立ち上がったテレスさんが差し出した手を「あ、ありがとうございます!」と言って掴み、立たせてもらう。

「ほんとすみません! わたしイナズマジャパンのマネージャーなんですけど、入場口がわからなくて…」
「イナズマジャパンの入場口? それなら向こうの方だろ」

テレスさんが指差す方向を見ると、円堂たちがこっちに向かって手を振っていた。大きく手を振り返し、テレスさんの方に向き直る。

「あ、あの…わたし、名前って言います。このお礼とお詫びは必ずさせてもらいますので!」
「ンなもんいらねーよ。
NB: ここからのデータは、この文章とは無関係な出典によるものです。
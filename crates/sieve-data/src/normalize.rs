//! Dataset normalization: raw universe rows into a dense price matrix.
//!
//! The pipeline is:
//! 1. keep only price columns whose label parses as a date (sorted, deduplicated)
//! 2. parse every cell, unparseable or non-positive prices become missing
//! 3. drop dates where every ticker is missing
//! 4. drop tickers whose missing fraction is not below the configured threshold
//! 5. drop any remaining date with a missing value (complete cases)
//!
//! Every drop is logged; nothing is imputed.

use crate::clean::parse_price;
use crate::error::{DataError, Result};
use crate::prices::{PriceMatrix, SectorMap};
use crate::table::UniverseTable;
use ndarray::{Array2, Axis};
use serde::{Deserialize, Serialize};
use tracing::{debug, info};

/// Normalizer configuration
#[derive(Debug, Clone, PartialEq, Serialize, Deserialize)]
#[serde(default)]
pub struct NormalizeConfig {
    /// Tickers are kept only if their missing fraction is strictly below this
    /// value (default: 0.10)
    pub max_missing_fraction: f64,

    /// Minimum number of tickers that must survive (default: 2, the least an
    /// optimization needs; evaluating a given portfolio may lower it to 1)
    pub min_tickers: usize,

    /// Minimum number of dates that must survive (default: 2)
    pub min_dates: usize,
}

impl Default for NormalizeConfig {
    fn default() -> Self {
        Self {
            max_missing_fraction: 0.10,
            min_tickers: 2,
            min_dates: 2,
        }
    }
}

impl NormalizeConfig {
    fn validate(&self) -> Result<()> {
        let fraction = self.max_missing_fraction;
        if fraction.is_nan() || fraction <= 0.0 || fraction > 1.0 {
            return Err(DataError::InvalidConfig(format!(
                "max_missing_fraction must be in (0, 1], got {}",
                self.max_missing_fraction
            )));
        }
        if self.min_tickers == 0 {
            return Err(DataError::InvalidConfig(
                "min_tickers must be at least 1".to_string(),
            ));
        }
        if self.min_dates < 2 {
            return Err(DataError::InvalidConfig(
                "min_dates must be at least 2".to_string(),
            ));
        }
        Ok(())
    }
}

/// Turns a universe table into a [`PriceMatrix`] and [`SectorMap`].
#[derive(Debug, Clone, Default)]
pub struct Normalizer {
    config: NormalizeConfig,
}

impl Normalizer {
    /// Create a normalizer with the given configuration
    pub const fn new(config: NormalizeConfig) -> Self {
        Self { config }
    }

    /// The active configuration.
    pub const fn config(&self) -> &NormalizeConfig {
        &self.config
    }

    /// Normalize a universe table.
    ///
    /// # Errors
    ///
    /// - [`DataError::InsufficientUniverse`] when fewer than `min_tickers` survive
    /// - [`DataError::InsufficientHistory`] when fewer than `min_dates` survive
    /// - [`DataError::InvalidConfig`] for an out-of-range threshold
    pub fn normalize(&self, universe: &UniverseTable) -> Result<(PriceMatrix, SectorMap)> {
        self.config.validate()?;

        let date_columns = universe.date_columns();
        let discarded = universe.price_labels().len() - date_columns.len();
        if discarded > 0 {
            debug!(discarded, "Discarded price columns without a date label");
        }

        let rows = universe.rows();
        let n_tickers = rows.len();

        // Step 2: parse into a (dates x tickers) grid, NaN marks missing.
        let mut grid = Array2::<f64>::from_elem((date_columns.len(), n_tickers), f64::NAN);
        for (j, row) in rows.iter().enumerate() {
            for (i, &(_, label_idx)) in date_columns.iter().enumerate() {
                if let Some(p) = parse_price(&row.prices[label_idx]) {
                    grid[[i, j]] = p;
                }
            }
        }

        // Step 3: drop dates that are empty for every ticker.
        let populated: Vec<usize> = (0..date_columns.len())
            .filter(|&i| grid.row(i).iter().any(|v| !v.is_nan()))
            .collect();
        let grid = grid.select(Axis(0), &populated);
        let dates: Vec<_> = populated.iter().map(|&i| date_columns[i].0).collect();

        if dates.is_empty() {
            return Err(DataError::InsufficientHistory {
                required: self.config.min_dates,
                actual: 0,
            });
        }

        // Step 4: missing-fraction policy per ticker.
        let n_dates = dates.len() as f64;
        let kept: Vec<usize> = (0..n_tickers)
            .filter(|&j| {
                let missing = grid.column(j).iter().filter(|v| v.is_nan()).count();
                let fraction = missing as f64 / n_dates;
                let keep = fraction < self.config.max_missing_fraction;
                if !keep {
                    debug!(
                        ticker = %rows[j].ticker,
                        fraction,
                        "Dropped ticker over missing-data threshold"
                    );
                }
                keep
            })
            .collect();

        if kept.len() < self.config.min_tickers {
            return Err(DataError::InsufficientUniverse {
                required: self.config.min_tickers,
                actual: kept.len(),
            });
        }
        let grid = grid.select(Axis(1), &kept);

        // Step 5: complete cases only.
        let complete: Vec<usize> = (0..grid.nrows())
            .filter(|&i| grid.row(i).iter().all(|v| !v.is_nan()))
            .collect();
        if complete.len() < self.config.min_dates {
            return Err(DataError::InsufficientHistory {
                required: self.config.min_dates,
                actual: complete.len(),
            });
        }
        let grid = grid.select(Axis(0), &complete);
        let dates: Vec<_> = complete.iter().map(|&i| dates[i]).collect();

        let tickers: Vec<String> = kept.iter().map(|&j| rows[j].ticker.clone()).collect();
        let sectors: SectorMap = kept
            .iter()
            .map(|&j| (rows[j].ticker.clone(), rows[j].sector.clone()))
            .collect();

        info!(
            input_tickers = n_tickers,
            kept_tickers = tickers.len(),
            dates = dates.len(),
            "Normalized price matrix"
        );

        let prices = PriceMatrix::new(dates, tickers, grid)?;
        Ok((prices, sectors))
    }
}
それより早く行った方がいいぞ。もうすぐ入場だ」
「は、はい!」

「ほんとにありがとうございました!」ぺこりと頭を下げ、円堂たちの待つ方へ駆け出す。

「次会うときは迷うなよ、名前」

後ろから聞こえた声に、私は走りながら振り返って「はい、テレスさん!」と返した。




(どうしたテレス、えらく上機嫌だな)
(面白い奴に会ってな。イナズマジャパンとの対戦が楽しみだ)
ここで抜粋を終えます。